:: Supplied records ::

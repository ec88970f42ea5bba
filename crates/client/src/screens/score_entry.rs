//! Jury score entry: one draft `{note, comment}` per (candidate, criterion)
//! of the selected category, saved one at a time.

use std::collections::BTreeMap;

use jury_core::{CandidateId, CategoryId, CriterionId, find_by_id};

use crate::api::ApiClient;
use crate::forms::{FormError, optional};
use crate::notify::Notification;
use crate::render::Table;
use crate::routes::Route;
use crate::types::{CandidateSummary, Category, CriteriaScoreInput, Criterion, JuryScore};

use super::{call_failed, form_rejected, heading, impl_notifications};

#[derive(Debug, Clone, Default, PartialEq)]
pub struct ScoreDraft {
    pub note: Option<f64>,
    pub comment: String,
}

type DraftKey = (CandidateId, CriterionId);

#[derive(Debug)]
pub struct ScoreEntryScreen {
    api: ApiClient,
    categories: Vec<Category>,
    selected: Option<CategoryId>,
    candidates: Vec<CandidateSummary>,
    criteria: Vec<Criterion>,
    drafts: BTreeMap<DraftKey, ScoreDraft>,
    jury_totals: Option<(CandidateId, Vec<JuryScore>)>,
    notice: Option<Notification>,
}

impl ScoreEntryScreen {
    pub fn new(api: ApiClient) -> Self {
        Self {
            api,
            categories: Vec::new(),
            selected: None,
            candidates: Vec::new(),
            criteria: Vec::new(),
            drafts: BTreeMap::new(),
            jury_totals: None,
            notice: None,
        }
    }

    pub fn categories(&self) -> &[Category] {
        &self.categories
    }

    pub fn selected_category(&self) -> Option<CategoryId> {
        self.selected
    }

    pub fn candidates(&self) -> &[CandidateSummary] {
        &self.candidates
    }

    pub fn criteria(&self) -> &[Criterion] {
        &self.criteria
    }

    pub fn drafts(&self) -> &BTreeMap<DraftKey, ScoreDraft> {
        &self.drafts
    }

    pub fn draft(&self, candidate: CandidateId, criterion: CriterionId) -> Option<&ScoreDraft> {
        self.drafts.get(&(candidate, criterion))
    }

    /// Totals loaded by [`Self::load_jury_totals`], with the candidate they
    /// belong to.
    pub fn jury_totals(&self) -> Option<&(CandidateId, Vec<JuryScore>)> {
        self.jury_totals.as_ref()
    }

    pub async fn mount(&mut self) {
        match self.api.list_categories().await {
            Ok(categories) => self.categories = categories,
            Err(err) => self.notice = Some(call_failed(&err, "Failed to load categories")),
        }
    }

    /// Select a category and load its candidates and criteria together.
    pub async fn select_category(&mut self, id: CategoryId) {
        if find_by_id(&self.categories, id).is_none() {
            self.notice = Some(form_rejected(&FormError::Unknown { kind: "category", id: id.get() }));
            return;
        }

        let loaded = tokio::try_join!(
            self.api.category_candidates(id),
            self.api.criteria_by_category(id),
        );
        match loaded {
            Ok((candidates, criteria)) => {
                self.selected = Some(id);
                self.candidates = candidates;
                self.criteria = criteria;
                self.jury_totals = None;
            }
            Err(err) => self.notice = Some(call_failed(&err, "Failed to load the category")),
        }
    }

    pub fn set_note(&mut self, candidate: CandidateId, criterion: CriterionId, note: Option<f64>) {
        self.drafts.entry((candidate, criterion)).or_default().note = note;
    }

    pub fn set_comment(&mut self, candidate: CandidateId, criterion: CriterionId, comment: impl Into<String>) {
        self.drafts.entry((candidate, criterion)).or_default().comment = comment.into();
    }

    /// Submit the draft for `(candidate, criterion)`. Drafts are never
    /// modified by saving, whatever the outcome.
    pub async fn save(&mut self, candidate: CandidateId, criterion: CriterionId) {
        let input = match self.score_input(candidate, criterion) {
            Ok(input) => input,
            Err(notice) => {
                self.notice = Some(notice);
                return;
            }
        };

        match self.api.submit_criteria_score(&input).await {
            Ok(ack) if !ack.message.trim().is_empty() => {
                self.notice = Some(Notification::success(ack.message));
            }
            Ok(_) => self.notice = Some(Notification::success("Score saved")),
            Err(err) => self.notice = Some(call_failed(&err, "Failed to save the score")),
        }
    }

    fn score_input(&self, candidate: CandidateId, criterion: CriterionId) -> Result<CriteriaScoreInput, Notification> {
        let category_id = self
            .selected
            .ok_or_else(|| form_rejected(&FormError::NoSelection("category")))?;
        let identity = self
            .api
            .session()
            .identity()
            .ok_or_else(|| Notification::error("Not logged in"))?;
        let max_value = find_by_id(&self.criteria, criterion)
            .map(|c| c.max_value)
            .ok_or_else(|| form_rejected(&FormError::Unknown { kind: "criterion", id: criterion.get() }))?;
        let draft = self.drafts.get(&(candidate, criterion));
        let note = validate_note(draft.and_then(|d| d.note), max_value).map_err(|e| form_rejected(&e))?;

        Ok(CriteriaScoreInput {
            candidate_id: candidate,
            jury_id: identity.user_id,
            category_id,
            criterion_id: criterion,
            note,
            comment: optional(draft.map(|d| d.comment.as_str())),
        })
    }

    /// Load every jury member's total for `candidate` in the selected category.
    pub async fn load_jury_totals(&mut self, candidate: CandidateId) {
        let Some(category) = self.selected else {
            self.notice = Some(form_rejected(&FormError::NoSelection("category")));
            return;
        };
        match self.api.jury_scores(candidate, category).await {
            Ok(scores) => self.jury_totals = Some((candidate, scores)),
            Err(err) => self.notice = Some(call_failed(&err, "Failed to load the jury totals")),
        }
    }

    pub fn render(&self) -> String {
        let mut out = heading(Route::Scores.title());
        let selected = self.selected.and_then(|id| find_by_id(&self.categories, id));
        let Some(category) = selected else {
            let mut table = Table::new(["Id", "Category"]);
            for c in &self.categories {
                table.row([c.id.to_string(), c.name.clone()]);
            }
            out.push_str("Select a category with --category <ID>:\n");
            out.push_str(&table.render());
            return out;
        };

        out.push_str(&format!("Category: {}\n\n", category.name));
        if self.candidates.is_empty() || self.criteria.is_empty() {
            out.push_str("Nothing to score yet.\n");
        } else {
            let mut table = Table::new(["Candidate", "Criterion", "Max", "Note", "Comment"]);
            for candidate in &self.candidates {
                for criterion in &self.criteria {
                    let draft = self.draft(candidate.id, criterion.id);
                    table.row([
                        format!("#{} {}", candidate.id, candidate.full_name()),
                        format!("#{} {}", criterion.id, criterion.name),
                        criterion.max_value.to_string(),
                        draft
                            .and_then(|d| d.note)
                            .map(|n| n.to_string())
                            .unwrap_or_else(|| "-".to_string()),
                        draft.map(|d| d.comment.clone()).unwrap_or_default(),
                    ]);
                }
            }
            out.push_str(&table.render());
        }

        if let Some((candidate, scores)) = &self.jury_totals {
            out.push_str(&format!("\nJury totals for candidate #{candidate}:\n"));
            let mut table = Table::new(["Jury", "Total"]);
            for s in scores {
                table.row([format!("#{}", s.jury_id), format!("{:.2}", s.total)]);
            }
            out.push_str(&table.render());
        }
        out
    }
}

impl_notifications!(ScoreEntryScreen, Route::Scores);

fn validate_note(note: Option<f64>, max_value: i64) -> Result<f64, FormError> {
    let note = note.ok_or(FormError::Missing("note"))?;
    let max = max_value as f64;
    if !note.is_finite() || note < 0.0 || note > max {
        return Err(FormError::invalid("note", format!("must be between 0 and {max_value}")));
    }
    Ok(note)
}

:::

#### Task
Which lines of the data contain the string "Route"? Copy each one.

#### Written solution
use crate::routes::Route;
        let mut out = heading(Route::Scores.title());
impl_notifications!(ScoreEntryScreen, Route::Scores);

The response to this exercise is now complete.